Scripts used in the analysis of Direct RNA nanopore sequencing (DRS) data included in article: Baquero-Perez et al., N6-methyladenosine modification is not a general trait of viral RNA genomes
The module mop_preprocess module from Master of Pores2 pipeline was used to perform basecalling, with guppy (version 3.1.5, model rna_r9.4.1_70bps_hac), and demultiplexing - when needed - with Deeplexicon (version 1.2.0). Then, it also mapped the basecalled reads to the suitable viral reference (for chikungunya: ref/Chikungunya_genome.fa
and for adenovirus: ref/Ad5_transcriptome.fa
) with miniamap2 (version 2.17) with unspliced parameters (-uf -k14 -ax map-ont). Moreover, same parameters were used to align reads to the to the human transcriptome from Ensembl, based on assembly GRCh38 (ref/HomoSapiens_GRCh38_transcriptome.fa.gz).
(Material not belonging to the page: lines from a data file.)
// SPDX-FileCopyrightText: 2026 Bruno Meilick
// SPDX-License-Identifier: LicenseRef-Threadmark-FreeUse-NoCopy-NoDerivatives
//
// All rights reserved.
//
// This file is part of Threadmark and is proprietary software.
// Unauthorized copying, modification, or distribution is prohibited.

use std::collections::BTreeMap;
use std::fmt;

use chrono::{DateTime, Utc};
use serde::{Deserialize, Serialize};
use url::Url;

use super::ThreadIdentity;

bitflags::bitflags! {
    /// Bit set describing the watch state of a bookmark.
    #[derive(Debug, Clone, Copy, PartialEq, Eq, Hash, Serialize, Deserialize)]
    pub struct BookmarkFlags: u32 {
        /// The thread is actively watched.
        const WATCHING = 1 << 0;
        const THREAD_DELETED = 1 << 1;
        const THREAD_ARCHIVED = 1 << 2;
        /// Set on creation, cleared by the watcher after the first successful fetch.
        const FIRST_FETCH = 1 << 3;
        const ERROR = 1 << 4;
        const BUMP_LIMIT = 1 << 5;
        const IMAGE_LIMIT = 1 << 6;
        const CLOSED = 1 << 7;
        const STICKY_NO_CAP = 1 << 8;
    }
}

/// Comma-separated kebab-case names of the set bits, e.g. `watching,first-fetch`.
impl fmt::Display for BookmarkFlags {
    fn fmt(&self, f: &mut fmt::Formatter<'_>) -> fmt::Result {
        for (index, (name, _)) in self.iter_names().enumerate() {
            if index > 0 {
                f.write_str(",")?;
            }
            f.write_str(&name.to_ascii_lowercase().replace('_', "-"))?;
        }
        Ok(())
    }
}

/// A reply to one of the user's own posts inside a bookmarked thread.
#[derive(Debug, Clone, Default, PartialEq, Eq, Serialize, Deserialize)]
pub struct BookmarkReply {
    pub post_no: u64,
    pub replies_to: u64,
    pub already_seen: bool,
    pub already_notified: bool,
    pub already_read: bool,
}

impl BookmarkReply {
    pub fn new(post_no: u64, replies_to: u64) -> Self {
        Self { post_no, replies_to, ..Self::default() }
    }

    fn mark_read(&mut self) {
        self.already_seen = true;
        self.already_notified = true;
        self.already_read = true;
    }
}

/// Per-thread watch state. Plain value type: the store hands out copies, never references into
/// its map.
#[derive(Debug, Clone, PartialEq, Eq, Serialize, Deserialize)]
pub struct BookmarkRecord {
    thread_identity: ThreadIdentity,
    #[serde(default)]
    title: Option<String>,
    #[serde(default)]
    thumbnail_url: Option<Url>,
    created_on: DateTime<Utc>,
    #[serde(default)]
    last_viewed_post_number: u64,
    #[serde(default)]
    seen_posts_count: u32,
    #[serde(default)]
    total_posts_count: u32,
    #[serde(default)]
    thread_last_post_number: u64,
    #[serde(default)]
    read_replies_up_to: u64,
    #[serde(default)]
    replies: BTreeMap<u64, BookmarkReply>,
    flags: BookmarkFlags,
}

impl BookmarkRecord {
    /// New bookmarks default to `WATCHING | FIRST_FETCH` unless explicit flags are supplied.
    pub fn create(
        thread_identity: ThreadIdentity,
        created_on: DateTime<Utc>,
        initial_flags: Option<BookmarkFlags>,
    ) -> Self {
        let flags = initial_flags
            .unwrap_or(BookmarkFlags::WATCHING | BookmarkFlags::FIRST_FETCH);

        Self {
            thread_identity,
            title: None,
            thumbnail_url: None,
            created_on,
            last_viewed_post_number: 0,
            seen_posts_count: 0,
            total_posts_count: 0,
            thread_last_post_number: 0,
            read_replies_up_to: 0,
            replies: BTreeMap::new(),
            flags,
        }
    }

    pub fn thread_identity(&self) -> &ThreadIdentity {
        &self.thread_identity
    }

    pub fn title(&self) -> Option<&str> {
        self.title.as_deref()
    }

    pub fn set_title(&mut self, title: Option<String>) {
        self.title = title;
    }

    pub fn thumbnail_url(&self) -> Option<&Url> {
        self.thumbnail_url.as_ref()
    }

    pub fn set_thumbnail_url(&mut self, thumbnail_url: Option<Url>) {
        self.thumbnail_url = thumbnail_url;
    }

    pub fn created_on(&self) -> DateTime<Utc> {
        self.created_on
    }

    pub fn last_viewed_post_number(&self) -> u64 {
        self.last_viewed_post_number
    }

    pub fn seen_posts_count(&self) -> u32 {
        self.seen_posts_count
    }

    pub fn total_posts_count(&self) -> u32 {
        self.total_posts_count
    }

    pub fn thread_last_post_number(&self) -> u64 {
        self.thread_last_post_number
    }

    pub fn read_replies_up_to(&self) -> u64 {
        self.read_replies_up_to
    }

    pub fn replies(&self) -> &BTreeMap<u64, BookmarkReply> {
        &self.replies
    }

    pub fn flags(&self) -> BookmarkFlags {
        self.flags
    }

    pub fn set_flag(&mut self, flag: BookmarkFlags, value: bool) {
        self.flags.set(flag, value);
    }

    pub fn is_active(&self) -> bool {
        self.flags.contains(BookmarkFlags::WATCHING)
    }

    pub fn unseen_posts_count(&self) -> u32 {
        self.total_posts_count.saturating_sub(self.seen_posts_count)
    }

    pub fn has_unread_replies(&self) -> bool {
        self.replies.values().any(|reply| !reply.already_read)
    }

    /// Records the result of a thread fetch. `seen_posts_count` is clamped so it never exceeds
    /// the new total.
    pub fn update_thread_info(&mut self, total_posts_count: u32, thread_last_post_number: u64) {
        self.total_posts_count = total_posts_count;
        self.thread_last_post_number = self.thread_last_post_number.max(thread_last_post_number);
        self.seen_posts_count = self.seen_posts_count.min(total_posts_count);
    }

    pub fn add_reply(&mut self, reply: BookmarkReply) {
        self.replies.entry(reply.post_no).or_insert(reply);
    }

    pub fn read_all_posts_and_notifications(&mut self) {
        self.seen_posts_count = self.total_posts_count;
        for reply in self.replies.values_mut() {
            reply.mark_read();
        }
    }

    pub fn update_seen_posts_count(&mut self, unseen_posts_count: u32) {
        self.seen_posts_count = self.total_posts_count.saturating_sub(unseen_posts_count);
    }

    /// Never moves the read position backwards; use [`Self::reset_read_position`] for that.
    pub fn update_last_viewed_post_number(&mut self, post_no: u64) {
        self.last_viewed_post_number = self.last_viewed_post_number.max(post_no);
    }

    pub fn read_replies_up_to_post(&mut self, post_no: u64) {
        for (_, reply) in self.replies.range_mut(..=post_no) {
            reply.mark_read();
        }
        self.read_replies_up_to = self.read_replies_up_to.max(post_no);
    }

    pub fn reset_read_position(&mut self) {
        self.last_viewed_post_number = 0;
        self.read_replies_up_to = 0;
        self.seen_posts_count = 0;
    }
}

/// Input for bookmark creation.
#[derive(Debug, Clone, PartialEq, Eq)]
pub struct NewBookmark {
    pub thread_identity: ThreadIdentity,
    pub title: Option<String>,
    pub thumbnail_url: Option<Url>,
    pub initial_flags: Option<BookmarkFlags>,
}

impl NewBookmark {
    pub fn new(thread_identity: ThreadIdentity) -> Self {
        Self { thread_identity, title: None, thumbnail_url: None, initial_flags: None }
    }

    pub fn with_title(mut self, title: impl Into<String>) -> Self {
        self.title = Some(title.into());
        self
    }

    pub fn with_thumbnail_url(mut self, thumbnail_url: Url) -> Self {
        self.thumbnail_url = Some(thumbnail_url);
        self
    }

    pub fn with_flags(mut self, flags: BookmarkFlags) -> Self {
        self.initial_flags = Some(flags);
        self
    }

    pub(crate) fn into_record(self, created_on: DateTime<Utc>) -> BookmarkRecord {
        let mut record =
            BookmarkRecord::create(self.thread_identity, created_on, self.initial_flags);
        record.title = self.title;
        record.thumbnail_url = self.thumbnail_url;
        record
    }
}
To execute this module, please add these parameters into both params.config
and tools_opt.tsv
files and run the command below:
nextflow run mop_preprocess.nf -with-singularity -bg > log.txt
- Generate bed file from bam file to know the alignment start and end for each read:
bedtools bamtobed -i CHK-HEK-Rep1.bam > CHK-HEK-Rep1.bam.bed
- Extracting reads' ID from full length reads:
#Subgenomic full-length reads:
awk '{if ($1=="chikungunya" && $2<=8067 && $2>=7567 && $3>=11700) {print $4}}' CHK-HEK-Rep1.bam.bed > SubgenomicReads_CHK-HEK-Rep1.txt
#Genomic full-length reads:
awk '{if ($1=="chikungunya" && $3-$2>=4517) {print $4}}' CHK-HEK-Rep1.bam.bed > GenomicReads_CHK-HEK-Rep1.txt
- Extracting basecalled fast5, fastq and alignments from full-length reads:
To extract basecalled fast5, fastq and alignments from full-length reads from specific samples, please use the script and the code below:
#Usage:
bash ./scripts/Full_Length/FullLength_Basecalled_Fastq_Bam.sh /path/input/sample output_folder full-length_readsIDs.txt
#Examples:
bash ./scripts/Full_Length/FullLength_Basecalled_Fastq_Bam.sh CHK-HEK-Rep1 CHK-HEK-Rep1_SubgenomicFullLength SubgenomicReads_CHK-HEK-Rep1.txt
EpiNano, Nanopolish, Tombo and Nanocompore were run by the module mop_mod module from Master of Pores2 with the default options for both EpiNano and Nanopolish whereas Tombo was run with additional options --percent-to-filter 80
and --multiprocess-region-size 50
. Finally, Nanocompore was run with --downsample_high_coverage 5000
. To execute this module, please add these parameters into tools_opt.tsv
file and run the command below:
nextflow run mop_mod.nf -with-singularity -bg > log.txt
NanoConsensus was run by the module mop_consensus from Master of Pores2 with both default parameters and relaxed ones (--MZS 3.75
and --NC 4
).
nextflow run mop_consensus.nf -with-singularity -bg > log.txt
- Singularity (version 3.2.1)
- Nextflow (version 23.04.1)
- Bedtools (version 2.29.2)
Baquero-Perez B*, Yonchez ID*, Delgado-Tejedor A*, Medina R,Puig-Torrents M, Sudbery I, Begik O, Wilson SA, Novoa EM, Diez J. N6-methyladenosine modification is not a general trait of viral RNA genomes. Nature Communications 2024.